▶ [Your instructions] If a line in the records contains the word "milliseconds", count it; state the resulting number and nothing more.

▶ [Material provided]
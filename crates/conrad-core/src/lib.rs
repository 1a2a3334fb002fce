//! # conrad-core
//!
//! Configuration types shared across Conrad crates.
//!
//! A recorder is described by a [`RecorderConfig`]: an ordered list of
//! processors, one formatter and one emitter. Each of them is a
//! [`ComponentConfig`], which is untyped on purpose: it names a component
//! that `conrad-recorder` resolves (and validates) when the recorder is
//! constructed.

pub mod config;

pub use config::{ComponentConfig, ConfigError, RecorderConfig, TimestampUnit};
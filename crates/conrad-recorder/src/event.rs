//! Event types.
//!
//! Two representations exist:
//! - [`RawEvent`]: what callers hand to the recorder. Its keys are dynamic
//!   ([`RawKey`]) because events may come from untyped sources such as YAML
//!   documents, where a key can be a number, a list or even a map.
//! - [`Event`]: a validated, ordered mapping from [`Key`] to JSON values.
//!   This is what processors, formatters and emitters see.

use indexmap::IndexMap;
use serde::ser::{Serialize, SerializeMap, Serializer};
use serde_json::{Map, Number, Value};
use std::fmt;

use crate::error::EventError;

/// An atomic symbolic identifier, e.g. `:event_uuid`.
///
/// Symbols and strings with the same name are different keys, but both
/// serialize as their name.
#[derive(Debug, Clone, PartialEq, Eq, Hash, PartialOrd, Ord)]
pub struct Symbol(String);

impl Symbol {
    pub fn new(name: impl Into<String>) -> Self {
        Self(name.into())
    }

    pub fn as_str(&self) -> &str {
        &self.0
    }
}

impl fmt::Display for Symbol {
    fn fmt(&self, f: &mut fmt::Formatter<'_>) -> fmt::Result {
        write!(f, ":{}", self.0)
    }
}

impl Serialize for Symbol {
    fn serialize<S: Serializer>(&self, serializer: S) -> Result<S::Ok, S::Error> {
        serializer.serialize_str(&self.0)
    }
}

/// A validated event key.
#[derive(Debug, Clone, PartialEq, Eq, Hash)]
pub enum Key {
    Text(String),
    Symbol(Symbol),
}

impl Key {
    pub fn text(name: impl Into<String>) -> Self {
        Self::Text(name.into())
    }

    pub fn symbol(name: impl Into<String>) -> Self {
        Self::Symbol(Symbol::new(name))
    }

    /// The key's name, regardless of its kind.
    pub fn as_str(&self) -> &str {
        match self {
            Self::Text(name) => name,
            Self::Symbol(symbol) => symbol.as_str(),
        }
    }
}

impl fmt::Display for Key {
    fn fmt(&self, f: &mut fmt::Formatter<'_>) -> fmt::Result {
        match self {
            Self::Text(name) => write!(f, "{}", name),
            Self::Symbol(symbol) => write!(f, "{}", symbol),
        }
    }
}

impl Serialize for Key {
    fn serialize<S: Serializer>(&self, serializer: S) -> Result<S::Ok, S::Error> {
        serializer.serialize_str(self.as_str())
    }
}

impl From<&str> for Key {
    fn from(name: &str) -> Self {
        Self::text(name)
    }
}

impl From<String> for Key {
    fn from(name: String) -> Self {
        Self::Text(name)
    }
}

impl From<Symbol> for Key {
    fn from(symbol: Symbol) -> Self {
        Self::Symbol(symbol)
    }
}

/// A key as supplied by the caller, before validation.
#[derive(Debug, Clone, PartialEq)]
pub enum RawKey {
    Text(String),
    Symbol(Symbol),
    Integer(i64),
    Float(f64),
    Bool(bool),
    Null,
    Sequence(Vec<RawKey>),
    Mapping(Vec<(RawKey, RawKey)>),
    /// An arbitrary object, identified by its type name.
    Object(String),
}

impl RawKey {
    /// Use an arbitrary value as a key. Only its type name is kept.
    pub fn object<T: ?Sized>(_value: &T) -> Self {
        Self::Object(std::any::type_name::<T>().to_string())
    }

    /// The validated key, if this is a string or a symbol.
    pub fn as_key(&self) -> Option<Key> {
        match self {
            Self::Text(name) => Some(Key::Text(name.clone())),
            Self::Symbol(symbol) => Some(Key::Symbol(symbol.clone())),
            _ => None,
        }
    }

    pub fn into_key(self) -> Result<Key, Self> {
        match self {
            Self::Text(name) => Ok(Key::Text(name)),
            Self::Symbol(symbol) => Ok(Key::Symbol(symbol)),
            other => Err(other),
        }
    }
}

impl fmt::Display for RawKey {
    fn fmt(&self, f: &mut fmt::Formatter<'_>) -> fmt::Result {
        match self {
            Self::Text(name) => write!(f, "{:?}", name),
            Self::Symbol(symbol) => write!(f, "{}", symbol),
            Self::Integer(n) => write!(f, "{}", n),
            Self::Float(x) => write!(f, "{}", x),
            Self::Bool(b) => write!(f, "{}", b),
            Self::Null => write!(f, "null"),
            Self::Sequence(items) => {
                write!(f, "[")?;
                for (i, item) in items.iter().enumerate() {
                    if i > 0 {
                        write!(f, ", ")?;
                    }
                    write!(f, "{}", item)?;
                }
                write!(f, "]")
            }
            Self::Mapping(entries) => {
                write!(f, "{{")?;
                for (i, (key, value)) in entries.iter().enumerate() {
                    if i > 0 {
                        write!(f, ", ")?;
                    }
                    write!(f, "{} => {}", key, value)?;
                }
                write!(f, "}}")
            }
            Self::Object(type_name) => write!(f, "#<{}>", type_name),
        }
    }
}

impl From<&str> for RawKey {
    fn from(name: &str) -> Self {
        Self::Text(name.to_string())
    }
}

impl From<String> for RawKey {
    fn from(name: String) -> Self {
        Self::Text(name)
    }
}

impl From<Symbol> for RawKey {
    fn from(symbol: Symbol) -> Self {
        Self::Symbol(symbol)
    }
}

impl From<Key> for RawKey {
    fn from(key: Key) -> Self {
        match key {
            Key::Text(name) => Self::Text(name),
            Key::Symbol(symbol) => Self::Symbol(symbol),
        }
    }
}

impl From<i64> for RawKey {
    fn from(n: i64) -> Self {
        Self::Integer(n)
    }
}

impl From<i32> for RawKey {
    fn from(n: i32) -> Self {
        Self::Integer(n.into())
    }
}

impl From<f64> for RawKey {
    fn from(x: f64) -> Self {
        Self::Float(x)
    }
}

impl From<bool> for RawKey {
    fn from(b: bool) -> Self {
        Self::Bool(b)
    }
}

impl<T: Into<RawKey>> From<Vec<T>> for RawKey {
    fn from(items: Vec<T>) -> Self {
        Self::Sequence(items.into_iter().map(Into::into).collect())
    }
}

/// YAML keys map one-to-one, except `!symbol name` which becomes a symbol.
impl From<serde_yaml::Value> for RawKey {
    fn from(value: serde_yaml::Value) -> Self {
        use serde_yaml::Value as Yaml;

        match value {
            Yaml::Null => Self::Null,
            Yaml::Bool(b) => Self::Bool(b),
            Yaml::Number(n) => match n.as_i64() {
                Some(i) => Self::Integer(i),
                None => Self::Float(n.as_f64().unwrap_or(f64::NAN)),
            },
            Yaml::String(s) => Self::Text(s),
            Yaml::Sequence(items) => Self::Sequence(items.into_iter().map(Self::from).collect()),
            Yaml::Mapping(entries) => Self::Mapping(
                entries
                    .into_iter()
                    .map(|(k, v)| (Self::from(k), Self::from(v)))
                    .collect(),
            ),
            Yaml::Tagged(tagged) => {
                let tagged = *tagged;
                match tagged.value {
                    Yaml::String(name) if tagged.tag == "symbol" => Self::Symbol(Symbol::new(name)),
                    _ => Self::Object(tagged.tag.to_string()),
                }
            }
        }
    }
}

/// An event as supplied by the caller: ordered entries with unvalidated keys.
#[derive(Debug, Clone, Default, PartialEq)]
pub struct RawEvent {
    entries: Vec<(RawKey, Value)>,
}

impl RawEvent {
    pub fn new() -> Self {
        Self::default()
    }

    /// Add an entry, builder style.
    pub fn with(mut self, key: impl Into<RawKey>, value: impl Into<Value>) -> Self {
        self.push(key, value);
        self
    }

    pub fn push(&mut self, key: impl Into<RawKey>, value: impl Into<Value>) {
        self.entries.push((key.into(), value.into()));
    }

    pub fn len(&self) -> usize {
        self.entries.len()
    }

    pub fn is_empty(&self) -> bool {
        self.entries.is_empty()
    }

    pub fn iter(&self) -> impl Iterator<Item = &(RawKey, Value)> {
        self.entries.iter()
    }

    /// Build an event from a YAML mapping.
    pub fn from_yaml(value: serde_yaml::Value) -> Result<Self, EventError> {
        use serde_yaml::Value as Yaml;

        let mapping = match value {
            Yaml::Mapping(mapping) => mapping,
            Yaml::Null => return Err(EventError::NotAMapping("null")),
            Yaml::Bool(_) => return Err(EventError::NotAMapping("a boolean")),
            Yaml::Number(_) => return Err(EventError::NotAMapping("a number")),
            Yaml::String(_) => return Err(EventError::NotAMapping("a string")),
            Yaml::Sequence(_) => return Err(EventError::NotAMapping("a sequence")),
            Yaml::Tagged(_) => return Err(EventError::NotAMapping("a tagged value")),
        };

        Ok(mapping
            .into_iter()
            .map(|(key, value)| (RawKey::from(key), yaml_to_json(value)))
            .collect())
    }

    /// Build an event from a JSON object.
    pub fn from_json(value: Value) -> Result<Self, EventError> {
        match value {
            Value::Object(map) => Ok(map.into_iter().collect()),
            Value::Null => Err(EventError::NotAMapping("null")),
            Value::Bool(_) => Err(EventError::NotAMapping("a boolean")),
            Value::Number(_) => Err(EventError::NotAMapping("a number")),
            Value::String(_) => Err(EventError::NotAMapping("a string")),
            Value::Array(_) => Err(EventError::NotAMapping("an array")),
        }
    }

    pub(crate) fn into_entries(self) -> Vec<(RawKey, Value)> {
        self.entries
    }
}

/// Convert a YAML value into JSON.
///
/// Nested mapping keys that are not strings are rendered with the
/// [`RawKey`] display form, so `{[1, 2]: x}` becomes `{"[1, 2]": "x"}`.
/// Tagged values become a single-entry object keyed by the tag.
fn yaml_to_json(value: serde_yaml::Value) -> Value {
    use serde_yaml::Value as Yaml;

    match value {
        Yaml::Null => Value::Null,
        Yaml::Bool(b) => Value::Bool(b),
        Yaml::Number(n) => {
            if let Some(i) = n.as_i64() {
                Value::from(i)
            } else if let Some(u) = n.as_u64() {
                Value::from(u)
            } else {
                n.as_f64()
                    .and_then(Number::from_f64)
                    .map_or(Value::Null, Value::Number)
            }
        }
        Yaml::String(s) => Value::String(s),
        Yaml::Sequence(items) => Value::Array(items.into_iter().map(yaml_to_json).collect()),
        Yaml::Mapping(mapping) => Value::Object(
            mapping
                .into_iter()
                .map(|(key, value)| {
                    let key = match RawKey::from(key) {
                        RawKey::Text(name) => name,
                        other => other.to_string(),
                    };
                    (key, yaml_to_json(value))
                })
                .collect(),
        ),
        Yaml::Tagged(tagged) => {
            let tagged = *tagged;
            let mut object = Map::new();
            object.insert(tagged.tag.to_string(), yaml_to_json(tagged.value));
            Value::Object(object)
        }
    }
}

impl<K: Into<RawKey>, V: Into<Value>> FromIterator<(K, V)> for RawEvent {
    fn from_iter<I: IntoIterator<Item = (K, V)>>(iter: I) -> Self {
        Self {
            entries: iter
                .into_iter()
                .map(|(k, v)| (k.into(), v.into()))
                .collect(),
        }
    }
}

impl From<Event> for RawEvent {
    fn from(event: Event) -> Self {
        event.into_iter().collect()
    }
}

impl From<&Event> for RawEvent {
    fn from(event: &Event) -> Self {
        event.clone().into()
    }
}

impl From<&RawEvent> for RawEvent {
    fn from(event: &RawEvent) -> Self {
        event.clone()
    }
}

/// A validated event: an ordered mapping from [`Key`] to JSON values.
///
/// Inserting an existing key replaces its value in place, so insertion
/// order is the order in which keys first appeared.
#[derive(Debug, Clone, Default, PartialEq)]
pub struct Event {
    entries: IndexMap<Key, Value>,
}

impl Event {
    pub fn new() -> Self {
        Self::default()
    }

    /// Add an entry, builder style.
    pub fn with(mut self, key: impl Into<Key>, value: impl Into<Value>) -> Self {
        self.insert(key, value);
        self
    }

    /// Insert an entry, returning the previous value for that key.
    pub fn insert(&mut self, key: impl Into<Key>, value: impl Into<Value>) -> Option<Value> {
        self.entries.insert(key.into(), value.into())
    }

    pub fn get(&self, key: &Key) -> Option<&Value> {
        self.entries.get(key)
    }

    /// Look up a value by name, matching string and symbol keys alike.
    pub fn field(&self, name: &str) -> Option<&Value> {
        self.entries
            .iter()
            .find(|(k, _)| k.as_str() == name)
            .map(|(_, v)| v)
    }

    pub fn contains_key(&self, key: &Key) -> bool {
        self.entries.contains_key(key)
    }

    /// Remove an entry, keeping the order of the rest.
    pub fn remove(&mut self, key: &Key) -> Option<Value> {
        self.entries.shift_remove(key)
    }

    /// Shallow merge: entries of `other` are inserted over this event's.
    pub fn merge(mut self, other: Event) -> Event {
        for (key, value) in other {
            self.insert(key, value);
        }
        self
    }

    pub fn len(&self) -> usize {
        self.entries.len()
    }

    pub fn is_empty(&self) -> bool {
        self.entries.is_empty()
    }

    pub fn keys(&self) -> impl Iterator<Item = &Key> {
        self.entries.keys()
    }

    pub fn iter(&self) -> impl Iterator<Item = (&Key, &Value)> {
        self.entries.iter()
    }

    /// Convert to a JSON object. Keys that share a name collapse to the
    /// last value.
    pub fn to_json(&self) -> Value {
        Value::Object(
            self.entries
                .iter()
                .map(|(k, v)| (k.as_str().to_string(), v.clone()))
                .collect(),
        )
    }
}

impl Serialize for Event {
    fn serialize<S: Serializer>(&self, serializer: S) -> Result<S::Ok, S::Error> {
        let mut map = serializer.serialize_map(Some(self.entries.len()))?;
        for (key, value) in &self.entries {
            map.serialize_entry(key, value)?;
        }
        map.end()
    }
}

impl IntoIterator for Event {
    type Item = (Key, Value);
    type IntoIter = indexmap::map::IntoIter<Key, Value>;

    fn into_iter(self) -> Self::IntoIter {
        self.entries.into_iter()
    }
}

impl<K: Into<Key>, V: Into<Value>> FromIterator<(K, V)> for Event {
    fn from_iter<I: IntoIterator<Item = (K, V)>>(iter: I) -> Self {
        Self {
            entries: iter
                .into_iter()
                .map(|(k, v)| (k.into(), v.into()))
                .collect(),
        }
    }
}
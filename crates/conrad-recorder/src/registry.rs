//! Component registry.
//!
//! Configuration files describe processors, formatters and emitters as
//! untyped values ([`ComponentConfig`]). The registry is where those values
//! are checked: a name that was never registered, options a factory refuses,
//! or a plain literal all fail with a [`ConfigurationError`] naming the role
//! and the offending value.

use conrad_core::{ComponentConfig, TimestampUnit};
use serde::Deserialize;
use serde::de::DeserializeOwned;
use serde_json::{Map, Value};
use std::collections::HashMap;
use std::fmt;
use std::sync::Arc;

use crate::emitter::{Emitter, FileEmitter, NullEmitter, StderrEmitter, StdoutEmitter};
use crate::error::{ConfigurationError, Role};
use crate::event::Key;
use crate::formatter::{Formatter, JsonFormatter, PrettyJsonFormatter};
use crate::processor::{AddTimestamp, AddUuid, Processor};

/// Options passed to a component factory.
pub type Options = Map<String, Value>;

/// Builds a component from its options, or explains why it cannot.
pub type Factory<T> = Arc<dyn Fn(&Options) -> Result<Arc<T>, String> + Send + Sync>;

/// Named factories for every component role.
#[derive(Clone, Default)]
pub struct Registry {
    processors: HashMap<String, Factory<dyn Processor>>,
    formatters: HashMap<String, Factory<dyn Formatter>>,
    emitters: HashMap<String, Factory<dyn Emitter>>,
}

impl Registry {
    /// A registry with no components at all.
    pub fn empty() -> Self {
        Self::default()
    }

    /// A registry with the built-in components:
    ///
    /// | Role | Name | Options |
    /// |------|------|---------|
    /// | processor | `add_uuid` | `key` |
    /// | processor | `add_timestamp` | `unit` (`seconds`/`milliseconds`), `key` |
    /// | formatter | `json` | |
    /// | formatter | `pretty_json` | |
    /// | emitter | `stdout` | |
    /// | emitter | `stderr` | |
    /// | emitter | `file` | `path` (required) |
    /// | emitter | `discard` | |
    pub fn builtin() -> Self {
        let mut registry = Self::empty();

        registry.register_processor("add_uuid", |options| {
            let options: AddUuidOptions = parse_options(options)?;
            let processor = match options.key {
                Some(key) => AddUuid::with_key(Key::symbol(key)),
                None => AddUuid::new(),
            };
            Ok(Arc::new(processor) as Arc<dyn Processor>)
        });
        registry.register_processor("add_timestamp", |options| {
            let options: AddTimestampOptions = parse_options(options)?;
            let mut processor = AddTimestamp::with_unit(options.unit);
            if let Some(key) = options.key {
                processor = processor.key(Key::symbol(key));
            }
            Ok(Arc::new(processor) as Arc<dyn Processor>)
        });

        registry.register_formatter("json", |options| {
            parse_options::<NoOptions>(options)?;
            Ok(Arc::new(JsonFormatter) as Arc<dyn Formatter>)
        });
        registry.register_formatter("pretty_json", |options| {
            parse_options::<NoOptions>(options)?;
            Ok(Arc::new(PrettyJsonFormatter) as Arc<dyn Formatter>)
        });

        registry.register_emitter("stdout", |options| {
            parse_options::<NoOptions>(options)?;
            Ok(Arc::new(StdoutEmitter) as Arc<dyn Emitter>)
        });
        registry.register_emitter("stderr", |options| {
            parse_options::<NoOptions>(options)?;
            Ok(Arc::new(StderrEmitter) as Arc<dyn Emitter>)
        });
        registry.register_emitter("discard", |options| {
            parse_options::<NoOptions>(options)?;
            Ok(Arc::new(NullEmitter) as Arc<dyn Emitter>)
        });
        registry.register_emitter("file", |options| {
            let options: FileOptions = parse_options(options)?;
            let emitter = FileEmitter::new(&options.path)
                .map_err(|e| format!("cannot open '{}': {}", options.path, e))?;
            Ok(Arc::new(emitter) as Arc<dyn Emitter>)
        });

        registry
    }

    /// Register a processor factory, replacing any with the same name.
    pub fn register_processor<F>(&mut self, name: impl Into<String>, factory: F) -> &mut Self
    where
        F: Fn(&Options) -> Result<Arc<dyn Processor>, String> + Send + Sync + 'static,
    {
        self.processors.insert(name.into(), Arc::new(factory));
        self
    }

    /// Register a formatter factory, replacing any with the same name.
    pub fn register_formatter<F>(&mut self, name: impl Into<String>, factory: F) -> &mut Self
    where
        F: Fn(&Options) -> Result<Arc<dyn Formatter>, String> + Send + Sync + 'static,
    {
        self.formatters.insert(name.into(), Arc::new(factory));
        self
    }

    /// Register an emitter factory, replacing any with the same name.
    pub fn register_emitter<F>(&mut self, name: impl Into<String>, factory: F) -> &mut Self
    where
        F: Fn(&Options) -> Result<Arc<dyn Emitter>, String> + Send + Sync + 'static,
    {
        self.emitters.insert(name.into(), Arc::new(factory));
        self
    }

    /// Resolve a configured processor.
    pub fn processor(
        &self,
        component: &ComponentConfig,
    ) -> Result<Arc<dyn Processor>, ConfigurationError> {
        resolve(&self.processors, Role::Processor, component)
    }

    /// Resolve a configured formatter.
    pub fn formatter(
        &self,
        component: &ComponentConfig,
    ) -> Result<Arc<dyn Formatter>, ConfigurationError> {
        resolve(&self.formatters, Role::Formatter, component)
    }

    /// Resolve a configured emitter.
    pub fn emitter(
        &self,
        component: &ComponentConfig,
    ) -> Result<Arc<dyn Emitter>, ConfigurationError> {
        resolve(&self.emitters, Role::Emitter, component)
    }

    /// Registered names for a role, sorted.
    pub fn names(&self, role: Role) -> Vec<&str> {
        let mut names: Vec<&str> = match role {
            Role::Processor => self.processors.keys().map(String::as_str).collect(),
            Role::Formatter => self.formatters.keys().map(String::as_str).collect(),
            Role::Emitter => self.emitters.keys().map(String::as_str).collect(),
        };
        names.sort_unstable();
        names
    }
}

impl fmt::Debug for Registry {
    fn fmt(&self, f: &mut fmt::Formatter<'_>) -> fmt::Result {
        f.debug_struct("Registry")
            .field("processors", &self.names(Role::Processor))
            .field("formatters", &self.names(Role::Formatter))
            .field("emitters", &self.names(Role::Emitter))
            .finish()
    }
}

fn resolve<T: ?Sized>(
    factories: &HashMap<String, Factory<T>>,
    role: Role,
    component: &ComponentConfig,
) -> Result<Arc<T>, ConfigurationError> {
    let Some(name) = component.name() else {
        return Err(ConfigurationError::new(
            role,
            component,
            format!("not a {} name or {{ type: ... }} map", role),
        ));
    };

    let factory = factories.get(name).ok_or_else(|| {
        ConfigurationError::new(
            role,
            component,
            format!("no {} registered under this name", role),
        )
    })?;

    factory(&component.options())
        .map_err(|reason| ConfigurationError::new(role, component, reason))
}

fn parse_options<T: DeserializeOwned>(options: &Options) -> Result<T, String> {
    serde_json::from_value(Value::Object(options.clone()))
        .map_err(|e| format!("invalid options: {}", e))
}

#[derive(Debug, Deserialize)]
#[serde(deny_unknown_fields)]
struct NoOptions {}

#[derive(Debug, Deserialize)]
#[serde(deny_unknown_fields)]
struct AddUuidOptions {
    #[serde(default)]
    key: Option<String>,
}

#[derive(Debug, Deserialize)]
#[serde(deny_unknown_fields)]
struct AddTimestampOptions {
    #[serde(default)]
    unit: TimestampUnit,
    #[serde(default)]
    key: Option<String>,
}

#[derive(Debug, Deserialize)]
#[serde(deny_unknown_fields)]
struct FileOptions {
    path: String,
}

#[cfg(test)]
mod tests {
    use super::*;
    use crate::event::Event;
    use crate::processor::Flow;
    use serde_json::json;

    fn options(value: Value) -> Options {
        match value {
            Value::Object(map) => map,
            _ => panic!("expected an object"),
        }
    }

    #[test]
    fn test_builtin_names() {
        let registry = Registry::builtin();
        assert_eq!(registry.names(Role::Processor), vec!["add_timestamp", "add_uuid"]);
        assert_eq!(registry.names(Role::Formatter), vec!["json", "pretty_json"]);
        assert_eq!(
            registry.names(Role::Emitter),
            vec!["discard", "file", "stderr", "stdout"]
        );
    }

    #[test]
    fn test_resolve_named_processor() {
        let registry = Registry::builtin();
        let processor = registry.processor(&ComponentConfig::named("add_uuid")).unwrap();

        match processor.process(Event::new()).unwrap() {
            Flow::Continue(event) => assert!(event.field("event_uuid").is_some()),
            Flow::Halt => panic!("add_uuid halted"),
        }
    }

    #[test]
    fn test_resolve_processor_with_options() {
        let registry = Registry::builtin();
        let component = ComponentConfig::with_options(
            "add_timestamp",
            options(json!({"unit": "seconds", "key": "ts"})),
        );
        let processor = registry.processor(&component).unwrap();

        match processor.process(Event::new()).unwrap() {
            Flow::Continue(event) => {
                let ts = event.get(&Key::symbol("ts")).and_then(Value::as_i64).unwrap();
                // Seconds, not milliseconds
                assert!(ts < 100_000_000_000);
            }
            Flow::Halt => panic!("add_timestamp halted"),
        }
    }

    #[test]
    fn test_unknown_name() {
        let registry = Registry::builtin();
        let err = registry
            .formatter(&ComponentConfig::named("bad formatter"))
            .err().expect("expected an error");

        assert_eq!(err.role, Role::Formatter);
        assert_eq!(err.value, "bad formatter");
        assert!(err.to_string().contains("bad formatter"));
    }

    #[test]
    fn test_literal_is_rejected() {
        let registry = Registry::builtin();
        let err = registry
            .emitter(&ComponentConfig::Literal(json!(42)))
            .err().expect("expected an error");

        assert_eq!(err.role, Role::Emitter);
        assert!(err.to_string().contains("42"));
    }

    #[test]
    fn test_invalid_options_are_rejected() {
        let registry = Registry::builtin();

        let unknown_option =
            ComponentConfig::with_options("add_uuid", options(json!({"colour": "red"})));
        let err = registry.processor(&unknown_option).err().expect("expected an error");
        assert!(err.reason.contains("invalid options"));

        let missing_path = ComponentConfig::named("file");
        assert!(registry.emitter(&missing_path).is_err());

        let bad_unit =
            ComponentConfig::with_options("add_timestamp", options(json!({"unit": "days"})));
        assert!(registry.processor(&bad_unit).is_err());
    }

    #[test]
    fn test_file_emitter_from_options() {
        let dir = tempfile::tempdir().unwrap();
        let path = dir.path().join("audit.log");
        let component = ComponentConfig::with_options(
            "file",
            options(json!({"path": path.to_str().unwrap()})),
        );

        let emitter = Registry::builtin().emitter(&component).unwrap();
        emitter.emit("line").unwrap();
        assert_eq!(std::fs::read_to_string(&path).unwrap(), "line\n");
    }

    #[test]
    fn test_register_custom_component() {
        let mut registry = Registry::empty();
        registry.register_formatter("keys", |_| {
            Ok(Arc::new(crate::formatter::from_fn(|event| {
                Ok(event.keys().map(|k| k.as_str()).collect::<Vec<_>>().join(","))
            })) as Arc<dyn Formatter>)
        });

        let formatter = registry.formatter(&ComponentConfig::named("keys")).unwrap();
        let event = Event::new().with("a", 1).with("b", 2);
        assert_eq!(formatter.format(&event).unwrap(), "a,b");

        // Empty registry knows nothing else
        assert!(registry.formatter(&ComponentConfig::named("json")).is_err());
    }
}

▶ [Task solution] 2